Fast walking in narrow corridors can increase Covida-19 transmission risk.
Long streams of virus-laden points can crawl behind infected individuals walking down a narrow corridor, affecting safe social distancing guidelines.
Computational simulations have been used to accurately predict airflow and point distribution patterns in situations where COVID-19 can spread. In the diary Fluid Physics, by AIP Publishing, the results show the importance of the shape of space in modeling how virus-laden droplets move through the air.
Simulations are used to determine flow patterns following an individual walking in spaces of different shapes. The results reveal a higher risk of transmission to children in some cases, such as after rapid movement of people in a long narrow corridor.

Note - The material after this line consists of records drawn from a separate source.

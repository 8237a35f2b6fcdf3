use crate::api::ApiError;
use crate::auth::AuthError;

/// Failure of a session or note operation.
///
/// This is the value stored in the session's "current error" slot, so it is
/// cheap to clone and always renders a human-readable message.
#[derive(Clone, Debug, thiserror::Error)]
pub enum ClientError {
    #[error("Authentication failed: {0}")]
    Auth(#[from] AuthError),

    #[error("Request failed: {0}")]
    Network(#[from] ApiError),

    /// A local precondition failed; nothing was sent.
    #[error("Validation failed: {0}")]
    Validation(String),
}

impl ClientError {
    pub fn validation(message: impl Into<String>) -> Self {
        Self::Validation(message.into())
    }

    pub fn is_validation(&self) -> bool {
        matches!(self, Self::Validation(_))
    }
}

pub type ClientResult<T> = Result<T, ClientError>;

Previous investigations using this simulation technique have helped scientists understand the impact of objects, such as glass barriers, windows, air conditioners and toilets, on airflow patterns and the spread of the virus. Previous simulations have usually taken up a large open space, but have not considered the effect of nearby walls, such as those that may exist in a narrow corridor.
If a person walking down a corridor coughs, his breath exhales points that travel around and behind their bodies, forming an awakening in the way a boat forms an awakening in the water as it travels. The investigation revealed the existence of a “re-circulation bubble” directly behind the person’s trunk and a long awakening flowing behind them at approximately waist height.
“The flow patterns we found are strongly related to the shape of the human body,” said author Xiaolei Yang. “At 2 meters downstream, the awakening is almost negligible at mouth height and leg height, but is still visible at waist height.”
Once the airflow patterns were determined, the probe modeled the distribution of a cloud of droplets expelled from the mouth of the simulated person. The shape of the space surrounding the moving person is particularly critical to this part of the calculation.
Two types of distribution modes were found. In a way, the point cloud detaches from the moving person and floats far behind that individual, creating a floating bubble of virus-laden points. Alternatively, the cloud is attached to the back of the person, crawling behind them like a tail as they move through space.
“For the detached mode, the concentration of points is much higher than for the attached mode, five seconds after a cough,” Yang said. “This poses a major challenge in defining a safe social distance in places like a very narrow corridor, where a person can suck viral points even if the patient is far ahead of him.”
The risk is especially great for children, as in both ways, the point cloud hangs at a distance above the ground that is about half the height of the infected person – in other words, at mouth level for children.
Reference: “Effects of space sizes on the distribution of points created by cough by a person standing” by Zhaobin Li, Hongping Wang, Xinlei Zhang, Ting Wu and Xiaolei Yang, December 15, 2020, Fluid Physics.